Pilecki turned to his nephew, handing him a teddy bear that had been on the floor, just as the door burst open and he was taken away, says Fairweather.

“Three days later he was in Auschwitz.”

The nephew had never before shared his memory of the teddy bear.

One thousand people were taken by train to Auschwitz where they were beaten, dragged to the camp, stripped and given numbers. Ten men were shot in front of them, Fairweather says.

“Pilecki began to realise that his ideas of quickly forming a cell and even perhaps staging an uprising in the camp, would have to be set to one side. He really had to find a way to survive in this morally inverted and ultra-violent landscape…

 “He was having to figure it all out while he himself a prisoner while simultaneously a victim of the camp’s system. He had to find names in some cases to describe the nature of these unprecedented acts of evil, he then would give them to messengers who made it all the way to London.”

Of Pilecki’s messages that made its way from the camp to London and the head of bomber command was the following:

“For the love of God, bomb this camp, it’s so bad here, even if you kill us, it will be worth it.”

It was the first call to bomb Auschwitz, says Fairweather, reaching allied commanders in 1941.

Fairweather describes Pilecki’s escape from Auschwitz as one of the most remarkable in the camp’s history.

“Four prisoners broke into an SS warehouse near the camp, stole SS uniforms, in the middle of the day, walked over to the commandant’s garage and took his car and just drove, dressed as SS men out the camp gates.”

It was a daring act, Fairweather says.

After leaving the camp, Pilecki tried to rally a force to attack it but those inside the camp, through secret messages, said it wouldn’t be enough.
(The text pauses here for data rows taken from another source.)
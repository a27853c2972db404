//! Shared status glyphs, with plain-text fallbacks for terminals without emoji.

use console::Emoji;

// Step indicators
pub static CHECK: Emoji<'_, '_> = Emoji("✅ ", "[x] ");
pub static ACTIVE: Emoji<'_, '_> = Emoji("▶️  ", "[>] ");
pub static PENDING: Emoji<'_, '_> = Emoji("⚪ ", "[ ] ");
pub static CROSS: Emoji<'_, '_> = Emoji("❌ ", "[!] ");

// Views
pub static CHART: Emoji<'_, '_> = Emoji("📊 ", "");
pub static SPARKLE: Emoji<'_, '_> = Emoji("✨ ", "* ");
pub static PACKAGE: Emoji<'_, '_> = Emoji("📦 ", "");
pub static PLUG: Emoji<'_, '_> = Emoji("🔌 ", "");
//! End-to-end dashboard session: `futureproof run <repo_url>`.

use anyhow::Result;
use console::style;
use tokio_util::sync::CancellationToken;

use futureproof::config::Config;
use futureproof::ui::WorkflowUI;
use futureproof::ui::render::{render_completed, render_review, render_steps};
use futureproof::workflow::{Workflow, WorkflowOptions};

pub async fn cmd_run(config: &Config, repo_url: &str, yes: bool, open: bool) -> Result<()> {
    let client = super::api_client(config)?;
    let workflow = Workflow::new(
        client,
        WorkflowOptions {
            poll: config.polling.clone(),
            transform: config.transform.clone(),
        },
    );

    // Ctrl-C cancels the poll loop and any in-flight request.
    let cancel = workflow.cancellation_token();
    tokio::spawn(async move {
        if tokio::signal::ctrl_c().await.is_ok() {
            cancel.cancel();
        }
    });

    let ui = WorkflowUI::default();
    let stop = CancellationToken::new();
    let follower = ui.follow(workflow.subscribe(), stop.clone());

    let analysis = match workflow.start(repo_url).await {
        Ok(analysis) => analysis,
        Err(e) => {
            stop.cancel();
            let _ = follower.await;
            ui.fail(e.to_string());
            return Err(e.into());
        }
    };

    let mode = config.transform.transformation_mode;
    let proceed = ui.suspend(|| {
        println!();
        print!("{}", render_steps(workflow.stage()));
        println!();
        print!("{}", render_review(&analysis));
        println!();

        if yes {
            return true;
        }
        use dialoguer::Confirm;
        Confirm::new()
            .with_prompt(format!(
                "Start {} transformation (target year {})?",
                mode, config.transform.target_year
            ))
            .default(true)
            .interact()
            .unwrap_or(false)
    });

    if !proceed {
        stop.cancel();
        let _ = follower.await;
        ui.finish("Stopped after review");
        println!("Transformation skipped. Run it later with:");
        if let Some(project) = workflow.snapshot().project {
            println!("  futureproof transform maximum {}", project.id);
        }
        return Ok(());
    }

    let result = workflow.transform().await;
    stop.cancel();
    let _ = follower.await;

    let result = match result {
        Ok(result) => result,
        Err(e) => {
            ui.fail(e.to_string());
            return Err(e.into());
        }
    };
    ui.finish("Done");

    println!();
    print!("{}", render_steps(workflow.stage()));
    println!();
    print!("{}", render_completed(&result));

    if open
        && let Some(url) = &result.download_url
        && let Err(e) = open::that(url)
    {
        eprintln!("{} Could not open browser: {}", style("⚠").yellow(), e);
    }
    Ok(())
}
He returned to Warsaw to find the city in turmoil as the Soviet Red Army were about to enter Poland and seize the capital.

Pilecki took part in the Warsaw uprising but was captured and put in another concentration camp for the rest of the war.
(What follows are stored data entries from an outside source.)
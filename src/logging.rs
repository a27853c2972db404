//! Tracing subscriber setup for the CLI.
//!
//! Logs go to stderr so command output on stdout stays pipeable. The filter
//! comes from `FUTUREPROOF_LOG` (same syntax as `RUST_LOG`); without it the
//! level is `info`, or `debug` with `--verbose`.

use anyhow::{Result, anyhow};
use tracing_subscriber::EnvFilter;

pub const ENV_LOG: &str = "FUTUREPROOF_LOG";

#[derive(Debug, Clone, Copy, PartialEq, Eq, Default, clap::ValueEnum)]
pub enum LogFormat {
    #[default]
    Text,
    Json,
}

/// Directive used when `FUTUREPROOF_LOG` is unset or empty.
pub fn default_directive(verbose: bool) -> &'static str {
    if verbose {
        "futureproof=debug,info"
    } else {
        "warn,futureproof=info"
    }
}

pub fn build_filter(env_value: Option<&str>, verbose: bool) -> EnvFilter {
    match env_value.map(str::trim).filter(|v| !v.is_empty()) {
        Some(directives) => EnvFilter::try_new(directives).unwrap_or_else(|e| {
            eprintln!("Ignoring invalid {}: {}", ENV_LOG, e);
            EnvFilter::new(default_directive(verbose))
        }),
        None => EnvFilter::new(default_directive(verbose)),
    }
}

/// Install the global subscriber. Safe to call once per process; a second
/// call is reported as an error rather than panicking.
pub fn init(verbose: bool, format: LogFormat) -> Result<()> {
    let env_value = std::env::var(ENV_LOG).ok();
    let filter = build_filter(env_value.as_deref(), verbose);
    let builder = tracing_subscriber::fmt()
        .with_env_filter(filter)
        .with_writer(std::io::stderr)
        .with_target(verbose);

    let installed = match format {
        LogFormat::Text => builder.try_init(),
        LogFormat::Json => builder.json().try_init(),
    };
    installed.map_err(|e| anyhow!("Failed to install tracing subscriber: {}", e))
}
use anyhow::{Context, Result};
use clap::{Parser, Subcommand};
use std::path::PathBuf;

use futureproof::config::{CliOverrides, Config};
use futureproof::logging::{self, LogFormat};

mod cmd;

#[derive(Parser)]
#[command(name = "futureproof")]
#[command(
    version,
    about = "Analyze repositories and modernize them with the Futureproof service"
)]
pub struct Cli {
    #[arg(short, long, global = true)]
    pub verbose: bool,

    /// Log output format (logs go to stderr)
    #[arg(long, global = true, value_enum, default_value_t = LogFormat::Text)]
    pub log_format: LogFormat,

    /// Path to config.toml (defaults to ~/.futureproof/config.toml)
    #[arg(long, global = true)]
    pub config: Option<PathBuf>,

    /// Backend base URL, e.g. http://localhost:8000. Overrides config and FUTUREPROOF_API_URL.
    #[arg(long, global = true)]
    pub api_url: Option<String>,

    /// Real-time base URL, e.g. ws://localhost:8000. Overrides config and FUTUREPROOF_WS_URL.
    #[arg(long, global = true)]
    pub ws_url: Option<String>,

    /// Token file (defaults to `token` next to the config file)
    #[arg(long, global = true)]
    pub token_file: Option<PathBuf>,

    #[command(subcommand)]
    pub command: Commands,
}

#[derive(Subcommand)]
pub enum Commands {
    /// Submit a repository, wait for analysis, review it and transform
    Run {
        /// Repository URL, e.g. https://github.com/acme/widgets
        repo_url: String,

        /// Start the transformation without asking
        #[arg(short, long)]
        yes: bool,

        /// Open the download link in the browser when done
        #[arg(long)]
        open: bool,
    },
    /// List, inspect or delete projects
    Projects {
        #[command(subcommand)]
        command: Option<ProjectsCommands>,
    },
    /// Trigger or inspect code analysis
    Analysis {
        #[command(subcommand)]
        command: AnalysisCommands,
    },
    /// Preview and run transformations
    Transform {
        #[command(subcommand)]
        command: TransformCommands,
    },
    /// Dashboard statistics and recent activity
    Dashboard {
        #[command(subcommand)]
        command: Option<DashboardCommands>,
    },
    /// Stream live events for a project
    Watch {
        project_id: i64,

        /// Send a `ping` frame once connected
        #[arg(long)]
        ping: bool,

        /// Print raw JSON instead of formatted events
        #[arg(long)]
        raw: bool,
    },
    /// Store a bearer token for API requests
    Login {
        /// Token to store. Prompted for (hidden input) when omitted.
        token: Option<String>,
    },
    /// Remove the stored bearer token
    Logout,
    /// View or validate configuration
    Config {
        #[command(subcommand)]
        command: Option<ConfigCommands>,
    },
    /// Build a WhatsApp link for a contact message
    Contact {
        #[arg(long)]
        name: Option<String>,
        #[arg(long)]
        email: Option<String>,
        #[arg(long)]
        message: Option<String>,
        /// WhatsApp number to contact. Overrides [contact] whatsapp_number.
        #[arg(long)]
        number: Option<String>,
        /// Open the link in the browser
        #[arg(long)]
        open: bool,
    },
}

#[derive(Subcommand, Clone)]
pub enum ProjectsCommands {
    /// List all projects
    List,
    /// Show one project
    Show { id: i64 },
    /// Delete a project
    Delete {
        id: i64,
        /// Skip confirmation prompt
        #[arg(long)]
        force: bool,
    },
}

#[derive(Subcommand, Clone)]
pub enum AnalysisCommands {
    /// Start analysis for a project
    Trigger { project_id: i64 },
    /// Show the latest analysis for a project
    Show {
        project_id: i64,
        /// Look up by analysis id instead of project id
        #[arg(long)]
        analysis_id: Option<i64>,
    },
}

#[derive(Subcommand, Clone)]
pub enum TransformCommands {
    /// Show current scores and what a transformation would touch
    Preview { project_id: i64 },
    /// Queue a standard transformation
    Standard { project_id: i64 },
    /// Run a maximum transformation with the configured options
    Maximum {
        project_id: i64,
        /// maximum, quick or conservative
        #[arg(long)]
        mode: Option<String>,
        #[arg(long)]
        target_year: Option<u16>,
        /// Report changes without applying them
        #[arg(long)]
        dry_run: bool,
    },
    /// Transform ML code towards a framework
    Ml {
        project_id: i64,
        /// pytorch, tensorflow or scikit-learn
        #[arg(long, default_value = "pytorch")]
        target: String,
        #[arg(long)]
        quantization: bool,
        #[arg(long)]
        no_mlflow: bool,
    },
    /// Run front-end optimization
    React {
        project_id: i64,
        /// Options as a JSON object
        #[arg(long, default_value = "{}")]
        options: String,
    },
    /// List what the backend can transform
    Capabilities,
    /// Download the transformed archive
    Download {
        project_id: i64,
        /// Output file (defaults to project-<id>-transformed.zip)
        #[arg(short, long)]
        output: Option<PathBuf>,
    },
}

#[derive(Subcommand, Clone)]
pub enum DashboardCommands {
    /// Project, analysis and transformation counts
    Stats,
    /// Recent activity feed
    Activity,
}

#[derive(Subcommand, Clone)]
pub enum ConfigCommands {
    /// Show current configuration
    Show,
    /// Validate configuration and show any warnings
    Validate,
    /// Write a default config.toml
    Init {
        /// Overwrite an existing file
        #[arg(long)]
        force: bool,
    },
}

#[tokio::main]
async fn main() -> Result<()> {
    // A missing .env is fine; variables may come from the real environment.
    let _ = dotenvy::dotenv();

    let cli = Cli::parse();
    logging::init(cli.verbose, cli.log_format)?;

    let overrides = CliOverrides {
        config_path: cli.config.clone(),
        api_url: cli.api_url.clone(),
        ws_url: cli.ws_url.clone(),
        token_path: cli.token_file.clone(),
    };

    // `config init` must work even when the existing file does not parse.
    if let Commands::Config {
        command: Some(ConfigCommands::Init { force }),
    } = &cli.command
    {
        return cmd::cmd_config_init(&overrides, *force);
    }

    let config = Config::load(overrides).context("Failed to load configuration")?;

    match &cli.command {
        Commands::Run { repo_url, yes, open } => {
            cmd::cmd_run(&config, repo_url, *yes, *open).await?;
        }
        Commands::Projects { command } => cmd::cmd_projects(&config, command.clone()).await?,
        Commands::Analysis { command } => cmd::cmd_analysis(&config, command.clone()).await?,
        Commands::Transform { command } => cmd::cmd_transform(&config, command.clone()).await?,
        Commands::Dashboard { command } => cmd::cmd_dashboard(&config, command.clone()).await?,
        Commands::Watch {
            project_id,
            ping,
            raw,
        } => cmd::cmd_watch(&config, *project_id, *ping, *raw).await?,
        Commands::Login { token } => cmd::cmd_login(&config, token.as_deref())?,
        Commands::Logout => cmd::cmd_logout(&config)?,
        Commands::Config { command } => cmd::cmd_config(&config, command.clone())?,
        Commands::Contact {
            name,
            email,
            message,
            number,
            open,
        } => cmd::cmd_contact(
            &config,
            cmd::ContactArgs {
                name: name.clone(),
                email: email.clone(),
                message: message.clone(),
                number: number.clone(),
                open: *open,
            },
        )?,
    }

    Ok(())
}
use chrono::{DateTime, Local};
use serde::Serialize;

/// One line of the process log shown next to the workflow.
#[derive(Debug, Clone, PartialEq, Eq, Serialize)]
pub struct LogEntry {
    pub at: DateTime<Local>,
    pub message: String,
}

impl std::fmt::Display for LogEntry {
    fn fmt(&self, f: &mut std::fmt::Formatter<'_>) -> std::fmt::Result {
        write!(f, "[{}] {}", self.at.format("%H:%M:%S"), self.message)
    }
}

/// Append-only, ordered log for one workflow session.
#[derive(Debug, Clone, Default, Serialize)]
pub struct WorkflowLog {
    entries: Vec<LogEntry>,
}

impl WorkflowLog {
    pub fn new() -> Self {
        Self::default()
    }

    pub fn push(&mut self, message: impl Into<String>) -> LogEntry {
        let entry = LogEntry {
            at: Local::now(),
            message: message.into(),
        };
        self.entries.push(entry.clone());
        entry
    }

    pub fn entries(&self) -> &[LogEntry] {
        &self.entries
    }

    pub fn len(&self) -> usize {
        self.entries.len()
    }

    pub fn is_empty(&self) -> bool {
        self.entries.is_empty()
    }

    pub fn messages(&self) -> impl Iterator<Item = &str> {
        self.entries.iter().map(|e| e.message.as_str())
    }
}
//! Project listing and management: `futureproof projects`.

use anyhow::{Context, Result};

use futureproof::config::Config;
use futureproof::ui::render::{render_project, render_project_table};

use super::super::ProjectsCommands;

pub async fn cmd_projects(config: &Config, command: Option<ProjectsCommands>) -> Result<()> {
    let client = super::api_client(config)?;

    match command {
        None | Some(ProjectsCommands::List) => {
            let projects = client
                .projects()
                .list()
                .await
                .context("Failed to list projects")?;
            print!("{}", render_project_table(&projects));
        }
        Some(ProjectsCommands::Show { id }) => {
            let project = client
                .projects()
                .get(id)
                .await
                .with_context(|| format!("Failed to fetch project {}", id))?;
            print!("{}", render_project(&project));
        }
        Some(ProjectsCommands::Delete { id, force }) => {
            if !force {
                use dialoguer::Confirm;
                let confirm = Confirm::new()
                    .with_prompt(format!("Delete project {}?", id))
                    .default(false)
                    .interact()
                    .unwrap_or(false);

                if !confirm {
                    println!("Deletion cancelled.");
                    return Ok(());
                }
            }

            client
                .projects()
                .delete(id)
                .await
                .with_context(|| format!("Failed to delete project {}", id))?;
            println!("Deleted project {}", id);
        }
    }

    Ok(())
}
At the end of the war he was faced with a choice; would he live out his life in exile or would he go back to Poland and fight again.

Pilecki went back to organise another intelligence operation and set about trying to bring down the now communist regime in Poland.

“He was still thinking about Auschwitz, it was true that what was happening around him was terrible but just the sheer weight of the experience in the camp never left him.”

In the end Pilecki was betrayed and put on show trial after a brutal torture and executed, says Fairweather.